Walking into the exam room, I glanced over the sheet stating what parts of the history and physical I needed to perform and quickly reviewed how to perform them: heart exam (check), lungs (check), ears (check), and then my eyes fell upon the one exam I did not want to see…the didgital rectal exam. The exam I most hated. The exam I most feared. My nemesis. Precisely why I felt this way about the rectal exam I don’t know, but I do know that I’d rather perform any other component of the physical, including the genital exam, the breast exam, or hell, even the pelvic exam in which I’ve never been trained. Actually, it was probably because I’ve had the least experience with this exam, and the last -- and only -- time I’d performed one was at the end of second year in an artificial, evening workshop when all-to-eager volunteers lent us their rectums for educational purposes.
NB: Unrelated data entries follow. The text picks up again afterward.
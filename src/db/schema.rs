//! SQL DDL for the attendance store.
//! Every statement is idempotent so the schema can be applied on each start.

/// SQLite schema with:
/// - `users` holding both roles; `student_id` is the external id, NULL for instructors
/// - `courses` owned by one instructor, `code` UNIQUE
/// - `enrollments` UNIQUE on (student_id, course_id)
/// - `attendance` UNIQUE on (student_id, course_id, date), the upsert conflict target
/// - `date` stored as `YYYY-MM-DD`, `timestamp` as `HH:MM:SS` (local time)
pub const SQLITE_INIT: &str = r#"
CREATE TABLE IF NOT EXISTS users (
    id INTEGER PRIMARY KEY AUTOINCREMENT,
    username TEXT UNIQUE NOT NULL,
    password TEXT NOT NULL,
    role TEXT NOT NULL,
    name TEXT NOT NULL,
    email TEXT NULL,
    student_id TEXT NULL,
    phone TEXT NULL,
    created_at TIMESTAMP DEFAULT CURRENT_TIMESTAMP
);

CREATE TABLE IF NOT EXISTS courses (
    id INTEGER PRIMARY KEY AUTOINCREMENT,
    code TEXT UNIQUE NOT NULL,
    name TEXT NOT NULL,
    instructor_id INTEGER NOT NULL,
    schedule TEXT NULL,
    room TEXT NULL,
    created_at TIMESTAMP DEFAULT CURRENT_TIMESTAMP,
    FOREIGN KEY (instructor_id) REFERENCES users (id)
);

CREATE TABLE IF NOT EXISTS enrollments (
    id INTEGER PRIMARY KEY AUTOINCREMENT,
    student_id INTEGER NOT NULL,
    course_id INTEGER NOT NULL,
    enrolled_at TIMESTAMP DEFAULT CURRENT_TIMESTAMP,
    UNIQUE (student_id, course_id),
    FOREIGN KEY (student_id) REFERENCES users (id),
    FOREIGN KEY (course_id) REFERENCES courses (id)
);

CREATE TABLE IF NOT EXISTS attendance (
    id INTEGER PRIMARY KEY AUTOINCREMENT,
    student_id INTEGER NOT NULL,
    course_id INTEGER NOT NULL,
    date TEXT NOT NULL,
    status TEXT NOT NULL,
    timestamp TEXT NOT NULL,
    recognized_confidence REAL NULL,
    method TEXT NOT NULL DEFAULT 'auto',
    created_at TIMESTAMP DEFAULT CURRENT_TIMESTAMP,
    UNIQUE (student_id, course_id, date),
    FOREIGN KEY (student_id) REFERENCES users (id),
    FOREIGN KEY (course_id) REFERENCES courses (id)
);

CREATE INDEX IF NOT EXISTS idx_attendance_course_date ON attendance(course_id, date);
CREATE INDEX IF NOT EXISTS idx_enrollments_course ON enrollments(course_id)
"#;
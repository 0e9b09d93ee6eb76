use std::sync::Arc;

use mimalloc::MiMalloc;
use roll_call::service::attendance::today;
use roll_call::service::recognizer::SimulatedRecognizer;
use roll_call::{AppState, AttendanceStore, app_router, db::seed};
use tokio::net::TcpListener;
use tracing::info;
use tracing_subscriber::{EnvFilter, layer::SubscriberExt, util::SubscriberInitExt};

#[global_allocator]
static GLOBAL: MiMalloc = MiMalloc;

#[tokio::main]
async fn main() -> Result<(), Box<dyn std::error::Error>> {
    dotenvy::dotenv().ok();

    let cfg = &roll_call::config::CONFIG;

    let env_filter =
        EnvFilter::try_from_default_env().unwrap_or_else(|_| EnvFilter::new(cfg.basic.loglevel.clone()));
    tracing_subscriber::registry()
        .with(env_filter)
        .with(
            tracing_subscriber::fmt::layer()
                .with_level(true)
                .with_target(false),
        )
        .init();

    info!(
        database_url = %cfg.basic.database_url,
        listen_addr = %cfg.basic.listen_addr,
        loglevel = %cfg.basic.loglevel,
        seed = cfg.demo.seed,
    );

    let store = AttendanceStore::connect(&cfg.basic.database_url).await?;
    store.init_schema().await?;

    if cfg.demo.seed && seed::seed_demo(&store, today()).await? {
        info!("demo accounts: instructor professor/password, student student1/password");
    }

    let recognizer = Arc::new(SimulatedRecognizer::demo(cfg.recognizer_delay()));
    let state = AppState::new(store, recognizer, cfg);
    let app = app_router(state);

    let listener = TcpListener::bind(cfg.basic.listen_addr.as_str()).await?;
    info!("HTTP server listening on {}", cfg.basic.listen_addr);
    axum::serve(listener, app)
        .with_graceful_shutdown(shutdown_signal())
        .await?;
    Ok(())
}

async fn shutdown_signal() {
    if let Err(e) = tokio::signal::ctrl_c().await {
        tracing::warn!(error = %e, "failed to listen for shutdown signal");
    }
    info!("shutdown signal received");
}
use serde::{Deserialize, Serialize};
use sqlx::FromRow;
use std::fmt;

/// Role carried by every user row and by the session cookie.
#[derive(Debug, Clone, Copy, PartialEq, Eq, Serialize, Deserialize, sqlx::Type)]
#[serde(rename_all = "lowercase")]
#[sqlx(rename_all = "lowercase")]
pub enum Role {
    Instructor,
    Student,
}

impl Role {
    /// Landing page after login.
    pub fn dashboard_path(self) -> &'static str {
        match self {
            Role::Instructor => "/instructor/dashboard",
            Role::Student => "/student/dashboard",
        }
    }
}

/// How an attendance mark was produced.
#[derive(Debug, Clone, Copy, PartialEq, Eq, Serialize, Deserialize, sqlx::Type)]
#[serde(rename_all = "lowercase")]
#[sqlx(rename_all = "lowercase")]
pub enum Method {
    Auto,
    Manual,
}

impl Method {
    pub fn as_str(self) -> &'static str {
        match self {
            Method::Auto => "auto",
            Method::Manual => "manual",
        }
    }
}

impl fmt::Display for Method {
    fn fmt(&self, f: &mut fmt::Formatter<'_>) -> fmt::Result {
        f.write_str(self.as_str())
    }
}

/// The only status the recorder ever writes.
pub const STATUS_PRESENT: &str = "present";

/// Identity stored in the session after a successful login.
#[derive(Debug, Clone, PartialEq, FromRow)]
pub struct DbUser {
    pub id: i64,
    pub username: String,
    pub role: Role,
    pub name: String,
}

#[derive(Debug, Clone, Serialize, PartialEq, FromRow)]
pub struct DbStudent {
    pub id: i64,
    pub name: String,
    pub student_id: Option<String>,
    pub email: Option<String>,
}

#[derive(Debug, Clone, Serialize, PartialEq, FromRow)]
pub struct DbCourse {
    pub id: i64,
    pub code: String,
    pub name: String,
    pub instructor_id: i64,
    pub schedule: Option<String>,
    pub room: Option<String>,
}

/// Course joined with its distinct enrolled-student count.
#[derive(Debug, Clone, Serialize, PartialEq, FromRow)]
pub struct CourseWithCount {
    pub id: i64,
    pub code: String,
    pub name: String,
    pub schedule: Option<String>,
    pub room: Option<String>,
    pub student_count: i64,
}

/// Student row for the instructor roster page.
#[derive(Debug, Clone, Serialize, PartialEq, FromRow)]
pub struct StudentOverview {
    pub id: i64,
    pub name: String,
    pub student_id: Option<String>,
    pub email: Option<String>,
    pub phone: Option<String>,
    pub courses: Option<String>,
    pub course_count: i64,
}

/// One attendance row of a course on a date, joined with the student's identity.
#[derive(Debug, Clone, Serialize, PartialEq, FromRow)]
pub struct DailyRecord {
    pub student_name: String,
    pub student_id: Option<String>,
    pub status: String,
    pub timestamp: String,
    pub confidence: Option<f64>,
    pub method: String,
}

/// One attendance row of a course across all dates, as exported to CSV.
#[derive(Debug, Clone, Serialize, PartialEq, FromRow)]
pub struct ExportRecord {
    pub date: String,
    pub student_name: String,
    pub student_id: Option<String>,
    pub status: String,
    pub timestamp: String,
    pub method: String,
    pub confidence: Option<f64>,
}

#[derive(Debug, Clone, Serialize, PartialEq, FromRow)]
pub struct DatePresence {
    pub date: String,
    pub present_count: i64,
}

/// A student's own course with today's status, if any.
#[derive(Debug, Clone, Serialize, PartialEq, FromRow)]
pub struct StudentCourse {
    pub id: i64,
    pub code: String,
    pub name: String,
    pub schedule: Option<String>,
    pub room: Option<String>,
    pub status: Option<String>,
}

#[derive(Debug, Clone, Serialize, PartialEq, FromRow)]
pub struct StudentHistoryEntry {
    pub date: String,
    pub status: String,
    pub timestamp: String,
    pub confidence: Option<f64>,
    pub method: String,
}
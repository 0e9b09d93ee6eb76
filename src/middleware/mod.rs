pub mod session;

pub use session::{CurrentUser, InstructorApi, InstructorPage, SessionClaims, StudentPage};
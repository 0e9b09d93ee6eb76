use std::sync::Arc;
use std::time::Duration;

use axum::Router;
use axum::extract::{DefaultBodyLimit, FromRef};
use axum::routing::{get, post};
use axum_extra::extract::cookie::Key;
use tower_http::trace::TraceLayer;
use tracing::warn;

use crate::config::Config;
use crate::db::sqlite::AttendanceStore;
use crate::handlers::{api, auth, instructor, student};
use crate::service::recognizer::FaceRecognizer;

/// Minimum master secret length accepted by cookie key derivation.
const MIN_SECRET_LEN: usize = 32;

/// Camera frames arrive base64-encoded inside JSON.
const MAX_FRAME_BODY_BYTES: usize = 10 * 1024 * 1024;

#[derive(Clone)]
pub struct AppState {
    pub store: AttendanceStore,
    pub recognizer: Arc<dyn FaceRecognizer>,
    pub cookie_key: Key,
    pub session_ttl: Duration,
    pub insecure_cookie: bool,
    pub fallback_on_unavailable: bool,
}

impl AppState {
    pub fn new(store: AttendanceStore, recognizer: Arc<dyn FaceRecognizer>, cfg: &Config) -> Self {
        Self {
            store,
            recognizer,
            cookie_key: session_key(&cfg.basic.session_secret),
            session_ttl: cfg.session_ttl(),
            insecure_cookie: cfg.basic.insecure_cookie,
            fallback_on_unavailable: cfg.demo.fallback_on_unavailable,
        }
    }
}

impl FromRef<AppState> for Key {
    fn from_ref(state: &AppState) -> Self {
        state.cookie_key.clone()
    }
}

/// Derive the cookie key from the configured secret, or generate a throwaway one.
fn session_key(secret: &str) -> Key {
    if secret.len() >= MIN_SECRET_LEN {
        Key::derive_from(secret.as_bytes())
    } else {
        warn!(
            "session_secret shorter than {MIN_SECRET_LEN} bytes; using a random key, sessions will not survive a restart"
        );
        Key::generate()
    }
}

pub fn app_router(state: AppState) -> Router {
    let pages = Router::new()
        .route("/", get(auth::index))
        .route("/login", post(auth::login))
        .route("/logout", get(auth::logout))
        .route("/instructor/dashboard", get(instructor::dashboard))
        .route("/instructor/courses", get(instructor::courses))
        .route("/instructor/students", get(instructor::students))
        .route(
            "/instructor/live-attendance/{course_id}",
            get(instructor::live_attendance),
        )
        .route(
            "/instructor/attendance-history/{course_id}",
            get(instructor::attendance_history),
        )
        .route("/instructor/reports", get(instructor::reports))
        .route("/student/dashboard", get(student::dashboard))
        .route("/student/attendance/{course_id}", get(student::course_attendance));

    let api = Router::new()
        .route("/recognize-face", post(api::recognize_face))
        .route("/manual-attendance", post(api::manual_attendance))
        .route(
            "/attendance-stats/{course_id}/{date}",
            get(api::attendance_stats),
        )
        .route("/export-attendance/{course_id}", get(api::export_attendance))
        .route("/course-stats/{course_id}", get(api::course_stats))
        .layer(DefaultBodyLimit::max(MAX_FRAME_BODY_BYTES));

    pages
        .nest("/api", api)
        .layer(TraceLayer::new_for_http())
        .with_state(state)
}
However I felt, when the time came, I had to do it. I tried hard to recall the instructions from that evening workshop one year ago, the first of which involved putting on two gloves. I then positioned my poor patient (I don’t know if I felt more sorry for him or myself) and regurgitated the only line I remembered from the workshop: “take a deep breath and then exhale”, with the intent of sending in my digit during his exhale.
He breathed in, and as he exhaled I took a quick survey of the terrain ... only to realize I didn’t see no rectum. Uh oh. Trying to buy myself some time, I asked him to breathe in again but still couldn’t find the right hole. I asked him yet again to inhale -- promising him it’d be the last time -- and I shoved in my finger like I was poking dough. I was inside, or so I thought. After some wiggling, I was quite disappointed to realize I had shoved my finger not into his rectum, but merely in between his thighs. Pathetic.
After several more iterations of “OK breathe in, now breathe out”, I finally did get my finger into his elusive rectum and took care of medical business. We were both relieved as he pulled up his pants, and I walked out feeling similar to how I had felt on my first day of third year, fresh out of the classroom and new to the wards. And while I can’t say there was a moral to be learned from this encounter, at least I can place one more mark on my rectal exam belt.